The freelance years took him global — working for IBM, Facebook, Volkswagen, L'Oréal, the Australian government, and the Norwegian Maritime Competence Centre. Each project forced adaptation to a new industry, a new way of thinking. He co-founded six companies along the way: some succeeded, some failed. A media company became one of the fastest-growing in the country. A metaverse venture hit $40 million valuation before the crypto collapse. An educational startup was sold to Australian investors.
The turning point came in 2020. COVID stopped all film production, and Bojan asked himself one question: what technology combines everything I know? The answer was Unreal Engine — a convergence platform that spans film, gaming, simulation, automotive, and architecture. He'd had a car configurator project where the hired team failed, so he learned Unreal himself. That decision defined everything that followed.
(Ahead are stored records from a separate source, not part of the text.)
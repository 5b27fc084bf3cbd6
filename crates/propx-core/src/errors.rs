use thiserror::Error;

/// Result type alias using PropxError
pub type Result<T> = std::result::Result<T, PropxError>;

// ========== Error Facility ==========

/// Canonical error kind taxonomy
///
/// Each kind maps to a stable error code that can be used for programmatic
/// error handling, testing, and log assertions.
#[derive(Debug, Clone, Copy, PartialEq, Eq)]
pub enum PxErrorKind {
    // Value contract
    InvalidValue,
    UnsetValue,
    UnknownProperty,
    Readonly,

    // Declaration
    AbstractModel,
    InvalidDeclaration,

    // Notification
    Listener,

    // Integration
    Serialization,
    Config,

    // Internal
    Internal,
}

impl PxErrorKind {
    /// Get the stable error code for this kind
    pub fn code(&self) -> &'static str {
        match self {
            PxErrorKind::InvalidValue => "ERR_INVALID_VALUE",
            PxErrorKind::UnsetValue => "ERR_UNSET_VALUE",
            PxErrorKind::UnknownProperty => "ERR_UNKNOWN_PROPERTY",
            PxErrorKind::Readonly => "ERR_READONLY",
            PxErrorKind::AbstractModel => "ERR_ABSTRACT_MODEL",
            PxErrorKind::InvalidDeclaration => "ERR_INVALID_DECLARATION",
            PxErrorKind::Listener => "ERR_LISTENER",
            PxErrorKind::Serialization => "ERR_SERIALIZATION",
            PxErrorKind::Config => "ERR_CONFIG",
            PxErrorKind::Internal => "ERR_INTERNAL",
        }
    }
}

/// Canonical structured error type
///
/// Structured representation of errors with classification fields for
/// programmatic handling and context for debugging.
#[derive(Debug, Clone)]
pub struct PxError {
    kind: PxErrorKind,
    op: Option<String>,
    model_class: Option<String>,
    property: Option<String>,
    message: String,
}

impl PxError {
    /// Create a new error with the specified kind
    pub fn new(kind: PxErrorKind) -> Self {
        Self {
            kind,
            op: None,
            model_class: None,
            property: None,
            message: String::new(),
        }
    }

    /// Add operation context
    pub fn with_op(mut self, op: impl Into<String>) -> Self {
        self.op = Some(op.into());
        self
    }

    /// Add model class context
    pub fn with_model_class(mut self, class: impl Into<String>) -> Self {
        self.model_class = Some(class.into());
        self
    }

    /// Add property context
    pub fn with_property(mut self, property: impl Into<String>) -> Self {
        self.property = Some(property.into());
        self
    }

    /// Add custom message
    pub fn with_message(mut self, message: impl Into<String>) -> Self {
        self.message = message.into();
        self
    }

    /// Get the error kind
    pub fn kind(&self) -> PxErrorKind {
        self.kind
    }

    /// Get the stable error code
    pub fn code(&self) -> &'static str {
        self.kind.code()
    }

    /// Get the operation context, if any
    pub fn op(&self) -> Option<&str> {
        self.op.as_deref()
    }

    /// Get the model class context, if any
    pub fn model_class(&self) -> Option<&str> {
        self.model_class.as_deref()
    }

    /// Get the property context, if any
    pub fn property(&self) -> Option<&str> {
        self.property.as_deref()
    }

    /// Get the error message
    pub fn message(&self) -> &str {
        &self.message
    }
}

impl std::fmt::Display for PxError {
    fn fmt(&self, f: &mut std::fmt::Formatter<'_>) -> std::fmt::Result {
        write!(f, "[{}]", self.code())?;
        if let Some(op) = &self.op {
            write!(f, " in operation '{}'", op)?;
        }
        if !self.message.is_empty() {
            write!(f, ": {}", self.message)?;
        }
        match (&self.model_class, &self.property) {
            (Some(class), Some(property)) => write!(f, " ({}.{})", class, property)?,
            (Some(class), None) => write!(f, " ({})", class)?,
            (None, Some(property)) => write!(f, " (property: {})", property)?,
            (None, None) => {}
        }
        Ok(())
    }
}

impl std::error::Error for PxError {}

// ========== End Error Facility ==========

/// A value failed a property type's contract
///
/// Carries the expected type description together with the offending
/// value's type and representation. `detail` narrows down which part of a
/// composite value was rejected.
#[derive(Error, Debug, Clone, PartialEq)]
#[error("expected a value of type {expected}, got {value_repr} of type {value_type}{}", .detail.as_ref().map(|d| format!(" ({d})")).unwrap_or_default())]
pub struct ValidationError {
    pub expected: String,
    pub value_type: String,
    pub value_repr: String,
    pub detail: Option<String>,
}

impl ValidationError {
    /// Create an error for `value` not matching the `expected` type description
    pub fn new(expected: impl Into<String>, value: &crate::value::Value) -> Self {
        Self {
            expected: expected.into(),
            value_type: value.type_name().to_string(),
            value_repr: value.to_string(),
            detail: None,
        }
    }

    /// Attach detail about the rejected part of the value
    pub fn with_detail(mut self, detail: impl Into<String>) -> Self {
        self.detail = Some(detail.into());
        self
    }
}

/// Error taxonomy for property and model operations
#[derive(Error, Debug, Clone, PartialEq)]
pub enum PropxError {
    // ===== Value Errors =====
    /// A value assigned to a property failed its type contract
    #[error("{model}.{property}: {error}")]
    Validation {
        model: String,
        property: String,
        #[source]
        error: ValidationError,
    },

    /// A property without a default was read before being set
    #[error("{model}.{property} doesn't have a value set")]
    UnsetValue { model: String, property: String },

    /// Construction or assignment used a name the class does not declare
    #[error("unexpected attribute '{property}' to {model}, possible attributes are {}", .possible.join(", "))]
    UnknownProperty {
        model: String,
        property: String,
        possible: Vec<String>,
    },

    /// A readonly property was written after construction
    #[error("{model}.{property} is a readonly property")]
    ReadonlyProperty { model: String, property: String },

    // ===== Declaration Errors =====
    /// An abstract class or property bundle was instantiated
    #[error("cannot instantiate abstract model class {class}")]
    AbstractModel { class: String },

    /// A class declaration is inconsistent
    #[error("invalid declaration of {class}.{property}: {reason}")]
    InvalidDeclaration {
        class: String,
        property: String,
        reason: String,
    },

    // ===== Notification Errors =====
    /// A change listener failed; remaining listeners were not invoked
    #[error("change listener for '{property}' failed: {message}")]
    ListenerFailed { property: String, message: String },

    // ===== Generic Errors =====
    /// Serialization error (JSON encoding/decoding)
    #[error("Serialization error: {message}")]
    Serialization { message: String },

    /// Settings could not be loaded
    #[error("Configuration error: {message}")]
    Config { message: String },

    /// Generic internal error
    #[error("Internal error: {message}")]
    Internal { message: String },
}

/// Conversion from PropxError to the structured facility error
impl From<PropxError> for PxError {
    fn from(err: PropxError) -> Self {
        match err {
            PropxError::Validation {
                model,
                property,
                error,
            } => PxError::new(PxErrorKind::InvalidValue)
                .with_model_class(model)
                .with_property(property)
                .with_message(error.to_string()),

            PropxError::UnsetValue { model, property } => PxError::new(PxErrorKind::UnsetValue)
                .with_model_class(model)
                .with_property(property)
                .with_message("Property doesn't have a value set"),

            PropxError::UnknownProperty {
                model, property, ..
            } => PxError::new(PxErrorKind::UnknownProperty)
                .with_model_class(model)
                .with_property(property)
                .with_message("Unknown property"),

            PropxError::ReadonlyProperty { model, property } => {
                PxError::new(PxErrorKind::Readonly)
                    .with_model_class(model)
                    .with_property(property)
                    .with_message("Property is readonly")
            }

            PropxError::AbstractModel { class } => PxError::new(PxErrorKind::AbstractModel)
                .with_model_class(class)
                .with_message("Abstract model classes cannot be instantiated"),

            PropxError::InvalidDeclaration {
                class,
                property,
                reason,
            } => PxError::new(PxErrorKind::InvalidDeclaration)
                .with_model_class(class)
                .with_property(property)
                .with_message(reason),

            PropxError::ListenerFailed { property, message } => {
                PxError::new(PxErrorKind::Listener)
                    .with_property(property)
                    .with_message(message)
            }

            PropxError::Serialization { message } => {
                PxError::new(PxErrorKind::Serialization).with_message(message)
            }

            PropxError::Config { message } => {
                PxError::new(PxErrorKind::Config).with_message(message)
            }

            PropxError::Internal { message } => {
                PxError::new(PxErrorKind::Internal).with_message(message)
            }
        }
    }
}

/// Conversion from serde_json::Error to PropxError
impl From<serde_json::Error> for PropxError {
    fn from(err: serde_json::Error) -> Self {
        PropxError::Serialization {
            message: err.to_string(),
        }
    }
}

/// Conversion from config::ConfigError to PropxError
impl From<config::ConfigError> for PropxError {
    fn from(err: config::ConfigError) -> Self {
        PropxError::Config {
            message: err.to_string(),
        }
    }
}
Today at b/ackcode, those layers have collapsed into one capability. The real-time division builds configurators for luxury brands. The web/mobile division delivers platforms like MetaEsthetics. The AI research arm shipped AIOS Companion — months before Anthropic released Claude Desktop. 'We didn't wait for the market to validate the idea. We built it first.'
The talk introduced a framework for thinking about career resilience: perishable vs. non-perishable skills. Camera technology, web frameworks, render engines, AI tools — these expire. But curiosity, creativity, systems thinking, lifelong learning, and problem solving compound over time. Every industry shift makes them more valuable.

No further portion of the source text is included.